Dataset extract: Begin
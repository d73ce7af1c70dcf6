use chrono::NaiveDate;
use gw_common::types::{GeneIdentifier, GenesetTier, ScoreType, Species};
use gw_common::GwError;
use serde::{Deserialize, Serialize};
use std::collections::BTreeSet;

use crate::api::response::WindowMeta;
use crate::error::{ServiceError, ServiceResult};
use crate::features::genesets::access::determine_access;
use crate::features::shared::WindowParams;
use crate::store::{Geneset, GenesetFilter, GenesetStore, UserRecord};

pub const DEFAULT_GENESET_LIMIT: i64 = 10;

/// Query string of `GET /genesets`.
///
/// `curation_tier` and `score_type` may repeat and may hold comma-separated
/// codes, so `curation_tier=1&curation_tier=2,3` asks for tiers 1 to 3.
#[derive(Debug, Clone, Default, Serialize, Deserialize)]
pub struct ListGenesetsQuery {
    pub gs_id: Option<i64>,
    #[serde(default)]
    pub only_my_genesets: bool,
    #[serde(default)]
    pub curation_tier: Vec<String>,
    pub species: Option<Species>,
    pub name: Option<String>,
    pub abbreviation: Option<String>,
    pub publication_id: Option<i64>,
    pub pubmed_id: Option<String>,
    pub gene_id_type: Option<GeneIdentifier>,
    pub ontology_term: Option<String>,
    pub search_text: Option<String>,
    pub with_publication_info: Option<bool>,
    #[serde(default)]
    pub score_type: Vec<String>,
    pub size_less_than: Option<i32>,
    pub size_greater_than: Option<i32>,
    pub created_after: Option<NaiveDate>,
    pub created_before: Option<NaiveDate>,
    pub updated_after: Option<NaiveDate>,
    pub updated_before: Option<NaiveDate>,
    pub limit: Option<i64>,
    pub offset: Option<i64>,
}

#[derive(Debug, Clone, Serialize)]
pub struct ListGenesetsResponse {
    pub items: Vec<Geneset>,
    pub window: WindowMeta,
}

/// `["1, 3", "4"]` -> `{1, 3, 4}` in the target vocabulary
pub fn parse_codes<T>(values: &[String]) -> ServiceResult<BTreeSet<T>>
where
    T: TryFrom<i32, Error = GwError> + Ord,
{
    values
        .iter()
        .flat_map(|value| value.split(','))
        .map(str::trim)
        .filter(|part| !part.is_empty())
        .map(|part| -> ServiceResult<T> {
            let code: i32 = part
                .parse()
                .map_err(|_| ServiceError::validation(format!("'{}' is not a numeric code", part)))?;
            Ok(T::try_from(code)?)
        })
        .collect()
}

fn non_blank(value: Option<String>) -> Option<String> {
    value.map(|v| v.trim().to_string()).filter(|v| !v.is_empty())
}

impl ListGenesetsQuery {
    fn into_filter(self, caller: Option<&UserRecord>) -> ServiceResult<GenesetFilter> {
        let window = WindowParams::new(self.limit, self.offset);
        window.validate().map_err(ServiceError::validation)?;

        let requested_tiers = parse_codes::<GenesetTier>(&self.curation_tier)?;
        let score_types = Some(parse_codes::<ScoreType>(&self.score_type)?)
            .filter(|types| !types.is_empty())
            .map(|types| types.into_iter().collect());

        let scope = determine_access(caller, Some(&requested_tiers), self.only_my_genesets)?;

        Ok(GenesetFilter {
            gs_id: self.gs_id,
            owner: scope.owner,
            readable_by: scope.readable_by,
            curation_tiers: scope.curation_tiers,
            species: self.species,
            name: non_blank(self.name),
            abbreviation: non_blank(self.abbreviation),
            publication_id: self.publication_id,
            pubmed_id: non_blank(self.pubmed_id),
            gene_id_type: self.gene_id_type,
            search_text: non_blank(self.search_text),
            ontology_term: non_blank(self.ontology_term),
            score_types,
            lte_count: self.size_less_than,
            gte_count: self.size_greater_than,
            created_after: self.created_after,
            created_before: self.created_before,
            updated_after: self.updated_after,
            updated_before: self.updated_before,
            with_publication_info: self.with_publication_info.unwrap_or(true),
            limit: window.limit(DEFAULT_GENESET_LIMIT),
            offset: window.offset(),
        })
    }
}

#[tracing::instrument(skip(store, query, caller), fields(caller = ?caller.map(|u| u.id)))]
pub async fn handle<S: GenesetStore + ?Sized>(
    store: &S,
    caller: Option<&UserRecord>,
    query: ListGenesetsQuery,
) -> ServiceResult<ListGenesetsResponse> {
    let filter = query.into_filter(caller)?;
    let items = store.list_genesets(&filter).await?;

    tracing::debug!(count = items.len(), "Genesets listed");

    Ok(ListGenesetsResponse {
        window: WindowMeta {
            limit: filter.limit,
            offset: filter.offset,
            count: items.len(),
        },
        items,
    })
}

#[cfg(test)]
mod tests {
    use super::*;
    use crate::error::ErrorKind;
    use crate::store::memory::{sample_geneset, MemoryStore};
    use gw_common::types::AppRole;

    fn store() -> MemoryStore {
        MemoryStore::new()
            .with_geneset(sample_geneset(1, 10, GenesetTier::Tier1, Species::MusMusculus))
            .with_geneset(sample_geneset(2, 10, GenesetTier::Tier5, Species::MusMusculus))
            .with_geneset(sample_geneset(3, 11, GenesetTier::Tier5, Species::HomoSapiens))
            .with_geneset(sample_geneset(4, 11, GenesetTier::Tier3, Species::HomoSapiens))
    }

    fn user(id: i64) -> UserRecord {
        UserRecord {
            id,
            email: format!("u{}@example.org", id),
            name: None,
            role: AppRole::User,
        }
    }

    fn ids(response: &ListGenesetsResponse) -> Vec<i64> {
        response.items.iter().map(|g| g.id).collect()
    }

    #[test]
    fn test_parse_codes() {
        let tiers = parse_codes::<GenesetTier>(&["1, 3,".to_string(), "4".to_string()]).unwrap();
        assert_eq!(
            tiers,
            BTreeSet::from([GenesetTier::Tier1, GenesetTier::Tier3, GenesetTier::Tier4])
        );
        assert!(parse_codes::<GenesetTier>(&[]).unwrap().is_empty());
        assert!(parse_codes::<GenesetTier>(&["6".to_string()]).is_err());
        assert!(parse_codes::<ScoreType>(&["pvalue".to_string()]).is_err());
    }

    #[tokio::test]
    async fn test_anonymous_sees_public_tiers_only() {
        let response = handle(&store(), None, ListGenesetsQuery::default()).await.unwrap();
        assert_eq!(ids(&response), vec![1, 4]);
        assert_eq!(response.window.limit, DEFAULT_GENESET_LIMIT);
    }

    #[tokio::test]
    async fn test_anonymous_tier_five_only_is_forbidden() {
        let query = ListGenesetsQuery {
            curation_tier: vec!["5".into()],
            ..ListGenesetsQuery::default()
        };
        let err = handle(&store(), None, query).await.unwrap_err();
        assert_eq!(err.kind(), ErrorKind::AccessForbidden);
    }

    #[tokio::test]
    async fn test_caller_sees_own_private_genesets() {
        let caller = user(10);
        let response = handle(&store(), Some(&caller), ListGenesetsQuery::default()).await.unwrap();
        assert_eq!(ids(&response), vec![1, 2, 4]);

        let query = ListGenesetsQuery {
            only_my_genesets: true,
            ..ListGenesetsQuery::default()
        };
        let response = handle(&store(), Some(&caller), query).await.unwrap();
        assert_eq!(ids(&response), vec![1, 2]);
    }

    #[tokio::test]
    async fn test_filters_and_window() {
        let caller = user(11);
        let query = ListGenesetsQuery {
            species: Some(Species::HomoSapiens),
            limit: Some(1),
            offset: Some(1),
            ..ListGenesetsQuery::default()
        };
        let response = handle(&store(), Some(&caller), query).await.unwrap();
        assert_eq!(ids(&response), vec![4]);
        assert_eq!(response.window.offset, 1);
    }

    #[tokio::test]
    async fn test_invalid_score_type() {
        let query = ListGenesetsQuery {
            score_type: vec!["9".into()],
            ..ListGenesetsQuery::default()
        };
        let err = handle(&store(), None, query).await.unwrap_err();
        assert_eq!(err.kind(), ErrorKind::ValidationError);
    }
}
Dataset extract: End
How to complete this task
In how many lines of the records does the word "WindowParams" appear? Give the number alone.

Response below
2